Kemenangan knockout Liga Champions terbesar sepanjang masa

Barcelona bukan satu-satunya aspek yang menderita ego-memar di Liga Champions – ini adalah kekalahan terbesar yang terjadi di level sistem gugur

Penghancuran Barcelona yang kejam di Liga Champions oleh Bayern Munich menjadi tontonan yang menakjubkan di perempat final satu kaki tahun ini.

Meskipun demikian, juara Jerman tidak bisa cukup menyamai laporan mereka sendiri untuk margin kemenangan terbesar dalam tingkat sistem gugur dari pesaing sepak bola Eropa.

Merenungkan keterlibatan besar Bayern dalam rekor delapan kemenangan KO Liga Champions terbesar dalam sejarah berikut, mungkin kita seharusnya tidak terpana oleh pembongkaran brutal mereka terhadap geng Lionel Messi yang compang-camping.

Bagaimana jika kita melihat peringkat semifinal yang memecahkan rekor antara Lyon dan Bayern Munich di Liga Champions malam ini? Gunakan pelacak kemungkinan kami untuk melihat ke mana perginya uang para penumpang yang berbeda …

 

Babak 16
Bayern Munich 7-Zero Basel (13 Maret 2012)

Basel melakukan perjalanan ke Bavaria dengan harapan akan malam bersejarah, setelah kemenangan mengejutkan 1-Zero mereka dalam leg pertama babak 16 besar.
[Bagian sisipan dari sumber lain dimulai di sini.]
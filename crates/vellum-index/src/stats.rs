use chrono::{DateTime, Utc};
use serde::Serialize;

/// Aggregate outcome of one indexing run. `errors` is the source of truth for
/// partial failures; a run that returns `Ok` may still have skipped work.
#[derive(Debug, Clone, PartialEq, Serialize)]
pub struct ProcessingStats {
    pub total_files: usize,
    pub processed_files: usize,
    pub skipped_files: usize,
    pub removed_files: usize,
    pub total_chunks: usize,
    pub processed_chunks: usize,
    pub errors: Vec<String>,
    pub started_at: DateTime<Utc>,
    pub finished_at: Option<DateTime<Utc>>,
    pub cancelled: bool,
}

impl ProcessingStats {
    #[must_use]
    pub fn start() -> Self {
        Self {
            total_files: 0,
            processed_files: 0,
            skipped_files: 0,
            removed_files: 0,
            total_chunks: 0,
            processed_chunks: 0,
            errors: Vec::new(),
            started_at: Utc::now(),
            finished_at: None,
            cancelled: false,
        }
    }

    pub fn record_error(&mut self, error: impl Into<String>) {
        let error = error.into();
        tracing::warn!("{error}");
        self.errors.push(error);
    }

    /// Freeze the run, stamping `finished_at`.
    #[must_use]
    pub fn finish(mut self) -> Self {
        self.finished_at = Some(Utc::now());
        self
    }

    #[must_use]
    pub fn duration(&self) -> Option<chrono::Duration> {
        self.finished_at.map(|end| end - self.started_at)
    }

    #[must_use]
    pub fn is_clean(&self) -> bool {
        self.errors.is_empty() && !self.cancelled
    }
}
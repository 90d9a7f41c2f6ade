use std::future::Future;
use std::pin::Pin;

use futures_core::Stream;
use serde::{Deserialize, Serialize};

use crate::error::LlmError;

/// Stream of assistant text fragments, in arrival order.
pub type ChatStream = Pin<Box<dyn Stream<Item = Result<String, LlmError>> + Send>>;

#[derive(Clone, Copy, Debug, PartialEq, Eq, Serialize, Deserialize)]
#[serde(rename_all = "lowercase")]
pub enum Role {
    System,
    User,
    Assistant,
}

#[derive(Clone, Debug, Serialize, Deserialize)]
pub struct Message {
    pub role: Role,
    pub content: String,
}

impl Message {
    #[must_use]
    pub fn system(content: impl Into<String>) -> Self {
        Self {
            role: Role::System,
            content: content.into(),
        }
    }

    #[must_use]
    pub fn user(content: impl Into<String>) -> Self {
        Self {
            role: Role::User,
            content: content.into(),
        }
    }

    #[must_use]
    pub fn assistant(content: impl Into<String>) -> Self {
        Self {
            role: Role::Assistant,
            content: content.into(),
        }
    }
}

/// Turns text into a fixed-length, unit-normalized vector.
pub trait EmbeddingProvider: Send + Sync {
    /// Embed `text`.
    ///
    /// Implementations normalize the vector before returning it, so callers can
    /// score with a plain dot product.
    ///
    /// # Errors
    ///
    /// Returns an error if the service is unreachable, answers with a non-2xx
    /// status, or the response carries no usable vector.
    fn embed(&self, text: &str) -> impl Future<Output = Result<Vec<f32>, LlmError>> + Send;

    fn name(&self) -> &str;
}

/// Streaming chat completions, used by the assistant-facing `ask` flow only.
pub trait ChatProvider: Send + Sync {
    /// # Errors
    ///
    /// Returns an error if the streaming request cannot be started.
    fn chat_stream(
        &self,
        messages: &[Message],
    ) -> impl Future<Output = Result<ChatStream, LlmError>> + Send;
}
use std::time::Duration;

use ollama_rs::Ollama;
use ollama_rs::generation::chat::ChatMessage;
use ollama_rs::generation::chat::request::ChatMessageRequest;
use serde::{Deserialize, Serialize};
use tokio_stream::StreamExt;

use crate::error::LlmError;
use crate::http::client_with_timeout;
use crate::provider::{ChatProvider, ChatStream, EmbeddingProvider, Message, Role};
use crate::vector::l2_normalize;

pub const DEFAULT_BASE_URL: &str = "http://localhost:11434";
pub const DEFAULT_EMBEDDING_MODEL: &str = "nomic-embed-text";
const DEFAULT_TIMEOUT: Duration = Duration::from_secs(30);

#[derive(Serialize)]
struct EmbeddingRequest<'a> {
    model: &'a str,
    prompt: &'a str,
}

#[derive(Deserialize)]
struct EmbeddingResponse {
    embedding: Option<Vec<f32>>,
}

/// Client for `POST {base_url}/api/embeddings`.
#[derive(Debug, Clone)]
pub struct OllamaEmbedder {
    client: reqwest::Client,
    base_url: String,
    model: String,
    timeout: Duration,
}

impl OllamaEmbedder {
    #[must_use]
    pub fn new(base_url: &str, model: impl Into<String>) -> Self {
        Self {
            client: client_with_timeout(DEFAULT_TIMEOUT),
            base_url: base_url.trim_end_matches('/').to_owned(),
            model: model.into(),
            timeout: DEFAULT_TIMEOUT,
        }
    }

    /// Replace the per-request timeout.
    #[must_use]
    pub fn with_timeout(mut self, timeout: Duration) -> Self {
        self.client = client_with_timeout(timeout);
        self.timeout = timeout;
        self
    }

    #[must_use]
    pub fn base_url(&self) -> &str {
        &self.base_url
    }

    #[must_use]
    pub fn model(&self) -> &str {
        &self.model
    }

    /// Check that the model server answers at all.
    ///
    /// # Errors
    ///
    /// Returns `LlmError::Unreachable` if nothing listens at the base URL, or
    /// `LlmError::Api` for a non-2xx answer.
    pub async fn health_check(&self) -> Result<(), LlmError> {
        let response = self
            .client
            .get(format!("{}/api/tags", self.base_url))
            .send()
            .await
            .map_err(|e| self.transport_error(e))?;

        let status = response.status();
        if !status.is_success() {
            let body = response.text().await.unwrap_or_default();
            return Err(LlmError::Api {
                status: status.as_u16(),
                body,
            });
        }
        Ok(())
    }

    fn transport_error(&self, err: reqwest::Error) -> LlmError {
        LlmError::from_transport(err, &self.base_url, self.timeout.as_secs())
    }
}

impl EmbeddingProvider for OllamaEmbedder {
    async fn embed(&self, text: &str) -> Result<Vec<f32>, LlmError> {
        let body = EmbeddingRequest {
            model: &self.model,
            prompt: text,
        };

        let response = self
            .client
            .post(format!("{}/api/embeddings", self.base_url))
            .json(&body)
            .send()
            .await
            .map_err(|e| self.transport_error(e))?;

        let status = response.status();
        let text = response.text().await.map_err(|e| self.transport_error(e))?;

        if !status.is_success() {
            tracing::error!("embedding API error {status}: {text}");
            return Err(LlmError::Api {
                status: status.as_u16(),
                body: text,
            });
        }

        let parsed: EmbeddingResponse = serde_json::from_str(&text)
            .map_err(|e| LlmError::MalformedResponse(e.to_string()))?;

        let vector = parsed
            .embedding
            .ok_or_else(|| LlmError::MalformedResponse("missing `embedding` field".into()))?;
        if vector.is_empty() {
            return Err(LlmError::MalformedResponse("empty embedding vector".into()));
        }

        Ok(l2_normalize(vector))
    }

    #[allow(clippy::unnecessary_literal_bound)]
    fn name(&self) -> &str {
        "ollama"
    }
}

/// Streaming chat client, sibling of the embedder.
#[derive(Debug, Clone)]
pub struct OllamaChat {
    client: Ollama,
    model: String,
}

impl OllamaChat {
    #[must_use]
    pub fn new(base_url: &str, model: impl Into<String>) -> Self {
        let (host, port) = parse_host_port(base_url);
        let client = match reqwest::Url::parse(&host) {
            Ok(host) if !host.cannot_be_a_base() => {
                Ollama::builder().host(host).port(port).build()
            }
            Ok(_) => {
                tracing::warn!("unusable ollama url {base_url}, falling back to default");
                Ollama::default()
            }
            Err(e) => {
                tracing::warn!("invalid ollama url {base_url}: {e}, falling back to default");
                Ollama::default()
            }
        };
        Self {
            client,
            model: model.into(),
        }
    }

    #[must_use]
    pub fn model(&self) -> &str {
        &self.model
    }
}

impl ChatProvider for OllamaChat {
    async fn chat_stream(&self, messages: &[Message]) -> Result<ChatStream, LlmError> {
        let ollama_messages: Vec<ChatMessage> = messages.iter().map(convert_message).collect();
        let request = ChatMessageRequest::new(self.model.clone(), ollama_messages);

        let stream = self
            .client
            .send_chat_messages_stream(request)
            .await
            .map_err(|e| LlmError::Stream(format!("Ollama streaming request failed: {e}")))?;

        let mapped = stream.map(|item| match item {
            Ok(response) => Ok(response.message.content),
            Err(()) => Err(LlmError::Stream("Ollama stream chunk failed".into())),
        });

        Ok(Box::pin(mapped))
    }
}

fn convert_message(msg: &Message) -> ChatMessage {
    let text = msg.content.clone();
    match msg.role {
        Role::System => ChatMessage::system(text),
        Role::User => ChatMessage::user(text),
        Role::Assistant => ChatMessage::assistant(text),
    }
}

fn parse_host_port(url: &str) -> (String, u16) {
    let url = url.trim_end_matches('/');
    if let Some(colon_pos) = url.rfind(':') {
        let port_str = &url[colon_pos + 1..];
        if let Ok(port) = port_str.parse::<u16>() {
            let host = url[..colon_pos].to_string();
            return (host, port);
        }
    }
    (url.to_string(), 11434)
}
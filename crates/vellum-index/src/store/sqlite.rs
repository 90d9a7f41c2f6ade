use std::collections::HashMap;
use std::path::Path;
use std::str::FromStr;
use std::time::Duration;

use chrono::{DateTime, Utc};
use sqlx::SqlitePool;
use sqlx::sqlite::{SqliteConnectOptions, SqliteJournalMode, SqlitePoolOptions, SqliteSynchronous};

use super::{EmbeddingStore, PathState, StoreStats};
use crate::chunker::{ChunkKind, ChunkMetadata};
use crate::error::{IndexError, Result};
use crate::record::{EmbeddingRecord, decode_vector, encode_vector};

const SELECT_COLUMNS: &str = "SELECT id, file_path, chunk_index, content, kind, name, line_start, \
     line_end, file_hash, dimensions, vector, created_at, updated_at FROM embeddings";

/// `SQLite`-backed store. `":memory:"` keeps everything in a single private connection.
#[derive(Debug, Clone)]
pub struct SqliteStore {
    pool: SqlitePool,
}

#[derive(sqlx::FromRow)]
struct RecordRow {
    id: String,
    file_path: String,
    chunk_index: i64,
    content: String,
    kind: String,
    name: Option<String>,
    line_start: i64,
    line_end: i64,
    file_hash: String,
    dimensions: i64,
    vector: Vec<u8>,
    created_at: i64,
    updated_at: i64,
}

impl TryFrom<RecordRow> for EmbeddingRecord {
    type Error = IndexError;

    fn try_from(row: RecordRow) -> Result<Self> {
        let kind = ChunkKind::from_str(&row.kind).map_err(IndexError::Codec)?;
        let vector = decode_vector(&row.vector, usize::try_from(row.dimensions)?)?;
        Ok(Self {
            id: row.id,
            file_path: row.file_path,
            chunk_index: usize::try_from(row.chunk_index)?,
            content: row.content,
            metadata: ChunkMetadata {
                line_start: usize::try_from(row.line_start)?,
                line_end: usize::try_from(row.line_end)?,
                kind,
                name: row.name,
            },
            file_hash: row.file_hash,
            vector,
            created_at: from_millis(row.created_at)?,
            updated_at: from_millis(row.updated_at)?,
        })
    }
}

fn from_millis(ms: i64) -> Result<DateTime<Utc>> {
    DateTime::from_timestamp_millis(ms)
        .ok_or_else(|| IndexError::Codec(format!("timestamp out of range: {ms}")))
}

impl SqliteStore {
    /// Open (or create) the database at `path`. Schema setup happens in [`EmbeddingStore::init`].
    ///
    /// # Errors
    ///
    /// Returns an error if the parent directory cannot be created or the
    /// database cannot be opened.
    pub async fn open(path: &str) -> Result<Self> {
        let pool = if path == ":memory:" {
            let opts = SqliteConnectOptions::from_str("sqlite::memory:")?;
            SqlitePoolOptions::new()
                .max_connections(1)
                .min_connections(1)
                .idle_timeout(None)
                .max_lifetime(None)
                .connect_with(opts)
                .await?
        } else {
            if let Some(parent) = Path::new(path).parent()
                && !parent.as_os_str().is_empty()
            {
                tokio::fs::create_dir_all(parent).await?;
            }
            let opts = SqliteConnectOptions::new()
                .filename(path)
                .create_if_missing(true)
                .journal_mode(SqliteJournalMode::Wal)
                .synchronous(SqliteSynchronous::Normal)
                .busy_timeout(Duration::from_secs(5));
            SqlitePoolOptions::new()
                .max_connections(4)
                .connect_with(opts)
                .await?
        };
        tracing::debug!(path, "opened embedding database");
        Ok(Self { pool })
    }

    #[must_use]
    pub fn pool(&self) -> &SqlitePool {
        &self.pool
    }
}

async fn insert_record<'e, E>(executor: E, record: &EmbeddingRecord, created_at: i64, now: i64) -> Result<()>
where
    E: sqlx::Executor<'e, Database = sqlx::Sqlite>,
{
    sqlx::query(
        "INSERT INTO embeddings \
         (id, file_path, chunk_index, content, kind, name, line_start, line_end, \
          file_hash, dimensions, vector, created_at, updated_at) \
         VALUES (?, ?, ?, ?, ?, ?, ?, ?, ?, ?, ?, ?, ?) \
         ON CONFLICT(id) DO UPDATE SET \
         file_path = excluded.file_path, chunk_index = excluded.chunk_index, \
         content = excluded.content, kind = excluded.kind, name = excluded.name, \
         line_start = excluded.line_start, line_end = excluded.line_end, \
         file_hash = excluded.file_hash, dimensions = excluded.dimensions, \
         vector = excluded.vector, updated_at = excluded.updated_at",
    )
    .bind(&record.id)
    .bind(&record.file_path)
    .bind(i64::try_from(record.chunk_index)?)
    .bind(&record.content)
    .bind(record.metadata.kind.as_str())
    .bind(record.metadata.name.as_deref())
    .bind(i64::try_from(record.metadata.line_start)?)
    .bind(i64::try_from(record.metadata.line_end)?)
    .bind(&record.file_hash)
    .bind(i64::try_from(record.dimensions())?)
    .bind(encode_vector(&record.vector))
    .bind(created_at)
    .bind(now)
    .execute(executor)
    .await?;
    Ok(())
}

impl EmbeddingStore for SqliteStore {
    async fn init(&self) -> Result<()> {
        sqlx::migrate!("./migrations").run(&self.pool).await?;
        Ok(())
    }

    async fn close(&self) -> Result<()> {
        self.pool.close().await;
        Ok(())
    }

    async fn put(&self, record: EmbeddingRecord) -> Result<()> {
        let now = Utc::now().timestamp_millis();
        insert_record(&self.pool, &record, record.created_at.timestamp_millis(), now).await
    }

    async fn get_by_path(&self, path: &str) -> Result<Vec<EmbeddingRecord>> {
        let rows: Vec<RecordRow> =
            sqlx::query_as(&format!("{SELECT_COLUMNS} WHERE file_path = ? ORDER BY chunk_index"))
                .bind(path)
                .fetch_all(&self.pool)
                .await?;
        rows.into_iter().map(EmbeddingRecord::try_from).collect()
    }

    async fn delete_by_path(&self, path: &str) -> Result<u64> {
        let result = sqlx::query("DELETE FROM embeddings WHERE file_path = ?")
            .bind(path)
            .execute(&self.pool)
            .await?;
        Ok(result.rows_affected())
    }

    async fn scan_all(&self) -> Result<Vec<EmbeddingRecord>> {
        let rows: Vec<RecordRow> =
            sqlx::query_as(&format!("{SELECT_COLUMNS} ORDER BY file_path, chunk_index"))
                .fetch_all(&self.pool)
                .await?;
        rows.into_iter().map(EmbeddingRecord::try_from).collect()
    }

    async fn clear(&self) -> Result<u64> {
        let result = sqlx::query("DELETE FROM embeddings")
            .execute(&self.pool)
            .await?;
        Ok(result.rows_affected())
    }

    async fn replace_path(&self, path: &str, records: Vec<EmbeddingRecord>) -> Result<()> {
        let now = Utc::now().timestamp_millis();
        let mut tx = self.pool.begin().await?;

        let existing: Vec<(String, i64)> =
            sqlx::query_as("SELECT id, created_at FROM embeddings WHERE file_path = ?")
                .bind(path)
                .fetch_all(&mut *tx)
                .await?;
        let created: HashMap<String, i64> = existing.into_iter().collect();

        sqlx::query("DELETE FROM embeddings WHERE file_path = ?")
            .bind(path)
            .execute(&mut *tx)
            .await?;

        for record in &records {
            let created_at = created
                .get(&record.id)
                .copied()
                .unwrap_or_else(|| record.created_at.timestamp_millis());
            insert_record(&mut *tx, record, created_at, now).await?;
        }

        tx.commit().await?;
        Ok(())
    }

    async fn indexed_paths(&self) -> Result<Vec<String>> {
        let paths: Vec<String> =
            sqlx::query_scalar("SELECT DISTINCT file_path FROM embeddings ORDER BY file_path")
                .fetch_all(&self.pool)
                .await?;
        Ok(paths)
    }

    async fn touch_path(&self, path: &str) -> Result<u64> {
        let result = sqlx::query("UPDATE embeddings SET updated_at = ? WHERE file_path = ?")
            .bind(Utc::now().timestamp_millis())
            .bind(path)
            .execute(&self.pool)
            .await?;
        Ok(result.rows_affected())
    }

    async fn path_state(&self, path: &str) -> Result<Option<PathState>> {
        let (count, oldest, min_hash, max_hash): (i64, Option<i64>, Option<String>, Option<String>) =
            sqlx::query_as(
                "SELECT COUNT(*), MIN(updated_at), MIN(file_hash), MAX(file_hash) \
                 FROM embeddings WHERE file_path = ?",
            )
            .bind(path)
            .fetch_one(&self.pool)
            .await?;

        let Some(oldest) = oldest.filter(|_| count > 0) else {
            return Ok(None);
        };
        let file_hash = match (min_hash, max_hash) {
            (Some(min), Some(max)) if min == max && !min.is_empty() => Some(min),
            _ => None,
        };
        Ok(Some(PathState {
            oldest_update: from_millis(oldest)?,
            file_hash,
            records: u64::try_from(count)?,
        }))
    }

    async fn stats(&self) -> Result<StoreStats> {
        let (total, files): (i64, i64) =
            sqlx::query_as("SELECT COUNT(*), COUNT(DISTINCT file_path) FROM embeddings")
                .fetch_one(&self.pool)
                .await?;
        let page_count: i64 = sqlx::query_scalar("PRAGMA page_count")
            .fetch_one(&self.pool)
            .await?;
        let page_size: i64 = sqlx::query_scalar("PRAGMA page_size")
            .fetch_one(&self.pool)
            .await?;
        Ok(StoreStats {
            total_embeddings: u64::try_from(total)?,
            unique_files: u64::try_from(files)?,
            size_bytes: u64::try_from(page_count.saturating_mul(page_size))?,
        })
    }
}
Aspek Swiss memang membuat masa lalu sejarah – namun tidak dengan cara terbaik yang mereka butuhkan.

Mario Gomez berada dalam tipe yang menghancurkan saat ia menempatkan 4 tamu sebelumnya yang mengalami demoralisasi, dengan dua gol Arjen Robben dan tendangan Thomas Muller yang menumpuk di bagian yang sakit.

Hanya beberapa hari setelah menempatkan tujuh Hoffenheim sebelumnya di Bundesliga, Bayern menetapkan margin laporan kemenangan dalam babak sistem gugur Liga Champions dengan hasil akhir ini.

Ini mungkin hanya berakhir dengan kesedihan bagi Jerman, meskipun, yang membuat Marseille dan Real Madrid sebelumnya berhasil di akhir di kediaman Allianz Enviornment mereka lantai interlock futsal, hanya untuk jatuh ke kekalahan adu penalti dari Chelsea.

Bayern Munich 7-Zero Shakhtar Donetsk (11 Maret 2015)

Laporan mandiri yang dibuat Bayern dengan kekalahan mereka atas Basel hanya berlangsung tiga tahun, lebih awal dari mereka sendiri.

Hasil imbang 0-Zero pada leg pertama meninggalkan pertandingan babak 16 besar ini dengan mulus, namun itu tidak berlangsung lama setelah mimpi buruk dimulai bagi tim asal Ukraina itu. Olexandr Kucher memperoleh kartu ungu tercepat dalam sejarah Liga Champions, mendapatkan dirinya diberangkatkan setelah hanya tiga menit dan memberi Thomas Muller prospek untuk membuka skor dari titik penalti.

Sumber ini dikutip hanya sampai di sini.